Die Darmspiegelung ist die wichtigste Screening-Methode eines Menschen. Weshalb?

Eine Darmspiegelung ist ohne hohe Risiken ambulant möglich. Sie kann Vorstufen von Dickdarmtumoren nicht nur erkennen, sondern in der gleichen Sitzung auch eine Entfernung möglich machen. Diese sogenannten Polypen sind gutartig und bereits Jahre vor der bösartigen Entartung zu finden. Das macht eine hocheffektive Tumorprävention möglich. Diese sogenannten Screening-Koloskopien reduzieren nachgewiesenermassen das Risiko, an einem Dickdarmkrebs zu sterben. Alternativen wie Stuhl- und Blutuntersuchungen existieren und haben einen Nutzen. Doch hier ist in einem zweiten Schritt immer auch eine Darmspiegelung nötig. Deshalb ist oft der direkte Schritt zur Koloskopie zielführender.

Was bedeutet der neue Name «Stadtspital Zürich» für Sie?
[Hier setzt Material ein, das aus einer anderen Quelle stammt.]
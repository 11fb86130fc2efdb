//! Offline rendering of a buffer through an effect.

use chamber_core::Effect;

/// Render `input` followed by `tail_samples` of silence through `effect`.
///
/// Processing runs in blocks of `block_size` (at least 1). `on_block` is
/// called after each block with the number of samples rendered so far.
pub fn render<E, F>(
    effect: &mut E,
    input: &[f32],
    tail_samples: usize,
    block_size: usize,
    mut on_block: F,
) -> Vec<f32>
where
    E: Effect + ?Sized,
    F: FnMut(usize),
{
    let block_size = block_size.max(1);
    let mut output = Vec::with_capacity(input.len() + tail_samples);
    output.extend_from_slice(input);
    output.resize(input.len() + tail_samples, 0.0);

    let mut done = 0;
    for block in output.chunks_mut(block_size) {
        effect.process_block_inplace(block);
        done += block.len();
        on_block(done);
    }

    tracing::debug!(
        samples = output.len(),
        tail = tail_samples,
        block_size,
        "render finished"
    );
    output
}

/// RMS and peak level of a signal.
#[derive(Debug, Clone, Copy, PartialEq)]
pub struct SignalStats {
    /// Root-mean-square amplitude.
    pub rms: f32,
    /// Largest absolute sample.
    pub peak: f32,
}

impl SignalStats {
    /// Measure a buffer. An empty buffer measures as silence.
    pub fn measure(samples: &[f32]) -> Self {
        if samples.is_empty() {
            return Self {
                rms: 0.0,
                peak: 0.0,
            };
        }
        let sum_sq: f64 = samples.iter().map(|&s| f64::from(s) * f64::from(s)).sum();
        let peak = samples.iter().fold(0.0f32, |acc, &s| acc.max(s.abs()));
        Self {
            rms: (sum_sq / samples.len() as f64).sqrt() as f32,
            peak,
        }
    }

    /// RMS in dBFS, floored at -120.
    pub fn rms_db(&self) -> f32 {
        linear_to_db(self.rms)
    }

    /// Peak in dBFS, floored at -120.
    pub fn peak_db(&self) -> f32 {
        linear_to_db(self.peak)
    }
}

fn linear_to_db(linear: f32) -> f32 {
    if linear <= 0.0 {
        -120.0
    } else {
        20.0 * linear.log10()
    }
}
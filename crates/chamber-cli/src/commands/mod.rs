//! CLI subcommands.

pub mod info;
pub mod render;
Dank der neuen Namensgebung sind die beiden Stadtspitäler Waidund Triemli endlich vereint. Die Gastroenterologie und Hepatologie kann ich nun mit meinem Team an beiden Standorten fokussiert entwickeln. Das heisst, dass wir hochspezialisierte Eingriffe in höherer Zahl an einem Standort durchführen werden. Das erhöht die Qualität und Professionalität.